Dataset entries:
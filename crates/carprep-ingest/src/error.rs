//! Error types for listing ingestion.

use std::path::PathBuf;
use thiserror::Error;

/// Errors that can occur while reading or writing listing files.
#[derive(Debug, Error)]
pub enum IngestError {
    /// CSV file not found.
    #[error("CSV file not found: {path}")]
    FileNotFound { path: PathBuf },

    /// Failed to parse CSV with Polars.
    #[error("failed to parse CSV {path}: {message}")]
    CsvParse { path: PathBuf, message: String },

    /// Required column not found in the file.
    #[error("required column '{column}' not found in {path}")]
    MissingColumn { column: String, path: PathBuf },

    /// Column not found in DataFrame.
    #[error("column '{column}' not found in DataFrame")]
    ColumnNotFound { column: String },

    /// Failed to create the output file.
    #[error("failed to write file {path}: {source}")]
    FileWrite {
        path: PathBuf,
        #[source]
        source: std::io::Error,
    },

    /// Failed DataFrame operation.
    #[error("DataFrame operation failed: {message}")]
    DataFrame { message: String },
}

impl From<polars::prelude::PolarsError> for IngestError {
    fn from(err: polars::prelude::PolarsError) -> Self {
        Self::DataFrame {
            message: err.to_string(),
        }
    }
}

/// Result type for ingestion operations.
pub type Result<T> = std::result::Result<T, IngestError>;

#[cfg(test)]
mod tests {
    use super::*;

    #[test]
    fn test_error_display() {
        let err = IngestError::MissingColumn {
            column: "extra".to_string(),
            path: PathBuf::from("data/cars.csv"),
        };
        assert_eq!(
            err.to_string(),
            "required column 'extra' not found in data/cars.csv"
        );
    }
}
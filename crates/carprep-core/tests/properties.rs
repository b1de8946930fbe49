//! Property tests for filter, discovery and encoding invariants.

use polars::prelude::{DataFrame, NamedFrom, Series};
use proptest::prelude::*;

use carprep_core::{
    CategoryBucket, discover_vocabulary, drop_zero_rows, one_hot_encode_top_k,
};

fn listing_strategy() -> impl Strategy<Value = Option<String>> {
    prop_oneof![
        1 => Just(None),
        3 => "[A-E]{1,3}(, [A-E]{1,3}){0,4}".prop_map(Some),
    ]
}

proptest! {
    #[test]
    fn zero_filter_leaves_no_zero(prices in prop::collection::vec(0i64..4, 0..40)) {
        let df = DataFrame::new(vec![Series::new("price".into(), prices.clone()).into()]).unwrap();

        let out = drop_zero_rows(&df, &["price"]).unwrap();

        prop_assert!(out.height() <= df.height());
        let kept: Vec<i64> = out.column("price").unwrap().i64().unwrap().into_no_null_iter().collect();
        let expected: Vec<i64> = prices.into_iter().filter(|price| *price != 0).collect();
        prop_assert_eq!(kept, expected);
    }

    #[test]
    fn discovery_picks_last_densest_listing(
        listings in prop::collection::vec(listing_strategy(), 1..20)
    ) {
        prop_assume!(listings.iter().any(Option::is_some));
        let df = DataFrame::new(vec![Series::new("extra".into(), listings.clone()).into()]).unwrap();

        let first = discover_vocabulary(&df, "extra").unwrap();
        let second = discover_vocabulary(&df, "extra").unwrap();
        prop_assert_eq!(&first, &second);

        let densities: Vec<usize> = listings
            .iter()
            .map(|listing| listing.as_ref().map_or(0, |text| text.chars().count()))
            .collect();
        let best = densities.iter().copied().max().unwrap();
        let expected_row = densities.iter().rposition(|density| *density == best).unwrap();
        prop_assert_eq!(first.source_row(), expected_row);
    }

    #[test]
    fn one_hot_rows_hold_at_most_one_flag(
        labels in prop::collection::vec(prop::sample::select(vec!["a", "b", "c", "d", "e"]), 1..40),
        top_k in 0usize..6,
    ) {
        let mut df = DataFrame::new(vec![Series::new("brand".into(), labels.clone()).into()]).unwrap();
        let mut distinct = labels.clone();
        distinct.sort_unstable();
        distinct.dedup();

        let categories = one_hot_encode_top_k(&mut df, "brand", top_k).unwrap();

        prop_assert!(df.column("brand").is_err());
        prop_assert_eq!(df.width(), top_k.min(distinct.len()));
        let columns: Vec<Vec<i64>> = df
            .get_columns()
            .iter()
            .map(|column| column.i64().unwrap().into_no_null_iter().collect())
            .collect();
        for row in 0..labels.len() {
            let flags: i64 = columns.iter().map(|values| values[row]).sum();
            prop_assert!(flags <= 1);
            let is_other = matches!(categories.buckets()[row], CategoryBucket::Other);
            prop_assert_eq!(flags == 0, is_other);
        }
    }
}
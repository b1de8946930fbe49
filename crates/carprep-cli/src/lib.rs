//! CLI library components for the listing cleaner.

pub mod logging;
pub mod summary;
pub mod types;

#### [YOUR TASK]
Above are some records; extract every one of them exactly.

#### [EXERCISE OUTPUT]
filename crates/carprep-ingest/src/error.rs
//! Error types for listing ingestion.

use std::path::PathBuf;
use thiserror::Error;

/// Errors that can occur while reading or writing listing files.
#[derive(Debug, Error)]
pub enum IngestError {
    /// CSV file not found.
    #[error("CSV file not found: {path}")]
    FileNotFound { path: PathBuf },

    /// Failed to parse CSV with Polars.
    #[error("failed to parse CSV {path}: {message}")]
    CsvParse { path: PathBuf, message: String },

    /// Required column not found in the file.
    #[error("required column '{column}' not found in {path}")]
    MissingColumn { column: String, path: PathBuf },

    /// Column not found in DataFrame.
    #[error("column '{column}' not found in DataFrame")]
    ColumnNotFound { column: String },

    /// Failed to create the output file.
    #[error("failed to write file {path}: {source}")]
    FileWrite {
        path: PathBuf,
        #[source]
        source: std::io::Error,
    },

    /// Failed DataFrame operation.
    #[error("DataFrame operation failed: {message}")]
    DataFrame { message: String },
}

impl From<polars::prelude::PolarsError> for IngestError {
    fn from(err: polars::prelude::PolarsError) -> Self {
        Self::DataFrame {
            message: err.to_string(),
        }
    }
}

/// Result type for ingestion operations.
pub type Result<T> = std::result::Result<T, IngestError>;

#[cfg(test)]
mod tests {
    use super::*;

    #[test]
    fn test_error_display() {
        let err = IngestError::MissingColumn {
            column: "extra".to_string(),
            path: PathBuf::from("data/cars.csv"),
        };
        assert_eq!(
            err.to_string(),
            "required column 'extra' not found in data/cars.csv"
        );
    }
}
filename crates/carprep-core/tests/properties.rs
repository b1de8946930fbe49
//! Property tests for filter, discovery and encoding invariants.

use polars::prelude::{DataFrame, NamedFrom, Series};
use proptest::prelude::*;

use carprep_core::{
    CategoryBucket, discover_vocabulary, drop_zero_rows, one_hot_encode_top_k,
};

fn listing_strategy() -> impl Strategy<Value = Option<String>> {
    prop_oneof![
        1 => Just(None),
        3 => "[A-E]{1,3}(, [A-E]{1,3}){0,4}".prop_map(Some),
    ]
}

proptest! {
    #[test]
    fn zero_filter_leaves_no_zero(prices in prop::collection::vec(0i64..4, 0..40)) {
        let df = DataFrame::new(vec![Series::new("price".into(), prices.clone()).into()]).unwrap();

        let out = drop_zero_rows(&df, &["price"]).unwrap();

        prop_assert!(out.height() <= df.height());
        let kept: Vec<i64> = out.column("price").unwrap().i64().unwrap().into_no_null_iter().collect();
        let expected: Vec<i64> = prices.into_iter().filter(|price| *price != 0).collect();
        prop_assert_eq!(kept, expected);
    }

    #[test]
    fn discovery_picks_last_densest_listing(
        listings in prop::collection::vec(listing_strategy(), 1..20)
    ) {
        prop_assume!(listings.iter().any(Option::is_some));
        let df = DataFrame::new(vec![Series::new("extra".into(), listings.clone()).into()]).unwrap();

        let first = discover_vocabulary(&df, "extra").unwrap();
        let second = discover_vocabulary(&df, "extra").unwrap();
        prop_assert_eq!(&first, &second);

        let densities: Vec<usize> = listings
            .iter()
            .map(|listing| listing.as_ref().map_or(0, |text| text.chars().count()))
            .collect();
        let best = densities.iter().copied().max().unwrap();
        let expected_row = densities.iter().rposition(|density| *density == best).unwrap();
        prop_assert_eq!(first.source_row(), expected_row);
    }

    #[test]
    fn one_hot_rows_hold_at_most_one_flag(
        labels in prop::collection::vec(prop::sample::select(vec!["a", "b", "c", "d", "e"]), 1..40),
        top_k in 0usize..6,
    ) {
        let mut df = DataFrame::new(vec![Series::new("brand".into(), labels.clone()).into()]).unwrap();
        let mut distinct = labels.clone();
        distinct.sort_unstable();
        distinct.dedup();

        let categories = one_hot_encode_top_k(&mut df, "brand", top_k).unwrap();

        prop_assert!(df.column("brand").is_err());
        prop_assert_eq!(df.width(), top_k.min(distinct.len()));
        let columns: Vec<Vec<i64>> = df
            .get_columns()
            .iter()
            .map(|column| column.i64().unwrap().into_no_null_iter().collect())
            .collect();
        for row in 0..labels.len() {
            let flags: i64 = columns.iter().map(|values| values[row]).sum();
            prop_assert!(flags <= 1);
            let is_other = matches!(categories.buckets()[row], CategoryBucket::Other);
            prop_assert_eq!(flags == 0, is_other);
        }
    }
}
repository b1de8946930fbe49
filename crates/carprep-cli/src/lib.rs
//! CLI library components for the listing cleaner.

pub mod logging;
pub mod summary;
pub mod types;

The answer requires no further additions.